Addressing the device's strong resemblance to an actual pencil, Ive stresses that a familiar and natural feel is key to the user experience.
“We hoped if you are used to spending a lot of time using paintbrushes, pencils and pens, this will feel like a more natural extension of that experience - that it will feel familiar,” he says, carefully. “To achieve that degree of very simple, natural behaviour, was a significant technological challenge.”Ive notes how that natural feel increases with usage to the point where the user forgets they are using a piece of technology and is able to simply focus on the task at hand. As an example, he points to his design team, which has experimented with tools other than traditional sketchbooks over the years but is finally finding the iPad Pro with Apple Pencil a natural combination.
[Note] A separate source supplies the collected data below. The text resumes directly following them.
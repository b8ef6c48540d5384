// Room identity, doors and the built-in room layouts

use glam::Vec2;

use super::tilemap::{TileMap, TILE_SIZE};

/// Identifies one room of the overworld
#[derive(Debug, Clone, Copy, PartialEq, Eq, Hash, PartialOrd, Ord, Default)]
pub struct RoomId(pub u8);

impl RoomId {
    pub const MAIN_ROOM: RoomId = RoomId(0);
    pub const HALLWAY: RoomId = RoomId(1);
}

impl std::fmt::Display for RoomId {
    fn fmt(&self, f: &mut std::fmt::Formatter<'_>) -> std::fmt::Result {
        write!(f, "room {}", self.0)
    }
}

/// Where a door leads
#[derive(Debug, Clone, Copy, PartialEq)]
pub struct DoorTarget {
    pub room: RoomId,
    /// Spawn position inside the target room
    pub spawn: Vec2,
}

/// Rectangular trigger area that moves the player to another room
#[derive(Debug, Clone, Copy, PartialEq)]
pub struct Door {
    pub center: Vec2,
    pub half_width: f32,
    pub half_height: f32,
    pub target: DoorTarget,
}

impl Door {
    pub fn new(center: Vec2, half_width: f32, half_height: f32, target: DoorTarget) -> Self {
        Self {
            center,
            half_width,
            half_height,
            target,
        }
    }

    /// Door spanning `width_tiles` tiles starting at tile (`tx`, `ty`).
    ///
    /// The trigger reaches one tile deep on either side of the row so an
    /// actor whose feet stop at the map edge still stands inside it.
    pub fn from_tiles(map: &TileMap, tx: i32, ty: i32, width_tiles: i32, target: DoorTarget) -> Self {
        let first = map.tile_center(tx, ty);
        let last = map.tile_center(tx + width_tiles - 1, ty);
        let half_tile = (TILE_SIZE / 2) as f32;

        Self::new(
            (first + last) / 2.0,
            (last.x - first.x) / 2.0 + half_tile,
            TILE_SIZE as f32,
            target,
        )
    }

    /// Whether a world point lies inside the door area (edges inclusive)
    pub fn contains(&self, point: Vec2) -> bool {
        let d = point - self.center;
        d.x.abs() <= self.half_width && d.y.abs() <= self.half_height
    }
}

/// Static description of one room
#[derive(Debug, Clone)]
pub struct RoomLayout {
    pub id: RoomId,
    pub map: TileMap,
    pub doors: Vec<Door>,
    /// Where the player starts when a session begins in this room
    pub player_spawn: Vec2,
    /// Enemy spawn points
    pub enemy_spawns: Vec<Vec2>,
}

impl RoomLayout {
    /// First door whose area contains `point`
    pub fn door_at(&self, point: Vec2) -> Option<&Door> {
        self.doors.iter().find(|door| door.contains(point))
    }
}

const MAIN_ROOM_ROWS: [&str; 16] = [
    "################",
    "#..............#",
    "#..............#",
    "#...##.........#",
    "#...##.........#",
    "#..............#",
    "#.........##...#",
    "#.........##...#",
    "#..............#",
    "#..............#",
    "#....####......#",
    "#..............#",
    "#..............#",
    "#..............#",
    "#..............#",
    "######....######",
];

const HALLWAY_ROWS: [&str; 16] = [
    "######....######",
    "######....######",
    "######....######",
    "######....######",
    "####........####",
    "####........####",
    "####..#..#..####",
    "####........####",
    "####........####",
    "####..#..#..####",
    "####........####",
    "####........####",
    "######....######",
    "######....######",
    "######....######",
    "################",
];

/// The two rooms used by the demo: a main hall and a hallway above it
pub fn demo_rooms() -> Vec<RoomLayout> {
    let main_map = TileMap::from_rows(&MAIN_ROOM_ROWS);
    let hallway_map = TileMap::from_rows(&HALLWAY_ROWS);

    let main_door = Door::from_tiles(
        &main_map,
        6,
        15,
        4,
        DoorTarget {
            room: RoomId::HALLWAY,
            spawn: hallway_map.tile_center(7, 3),
        },
    );
    let hallway_door = Door::from_tiles(
        &hallway_map,
        6,
        0,
        4,
        DoorTarget {
            room: RoomId::MAIN_ROOM,
            spawn: main_map.tile_center(7, 12),
        },
    );

    let main_player_spawn = main_map.tile_center(8, 8);
    let hallway_player_spawn = hallway_map.tile_center(7, 11);

    let main_spawns = vec![main_map.tile_center(3, 7), main_map.tile_center(12, 3)];
    let hallway_spawns = vec![
        hallway_map.tile_center(7, 8),
        hallway_map.tile_center(8, 10),
        hallway_map.tile_center(6, 5),
    ];

    vec![
        RoomLayout {
            id: RoomId::MAIN_ROOM,
            map: main_map,
            doors: vec![main_door],
            player_spawn: main_player_spawn,
            enemy_spawns: main_spawns,
        },
        RoomLayout {
            id: RoomId::HALLWAY,
            map: hallway_map,
            doors: vec![hallway_door],
            player_spawn: hallway_player_spawn,
            enemy_spawns: hallway_spawns,
        },
    ]
}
“Many of us in the design team have worked together for 20 plus years. We’ve always drawn in our sketchbooks, and for the first time - despite flirting with some alternatives a couple of years ago - I’m seeing people starting to use the iPad and Apple Pencil. Our personal experience has been that there are definitely affordances and opportunities now that you have a much more natural and intuitive environment to make marks, there are clearly things you can do sketching and writing on the iPad which you could never dream of doing in the analogue world."The Apple Pencil is a $99 accessory sold alongside the iPad Pro, although early customers may need to wait a bit to get their hands on one. While the iPad Pro is in some cases available for in-store pickup as early as today, the earliest Apple Pencil orders are taking a few days longer to start shipping out and shipping estimates for new orders have quickly slipped to 3-4 weeks.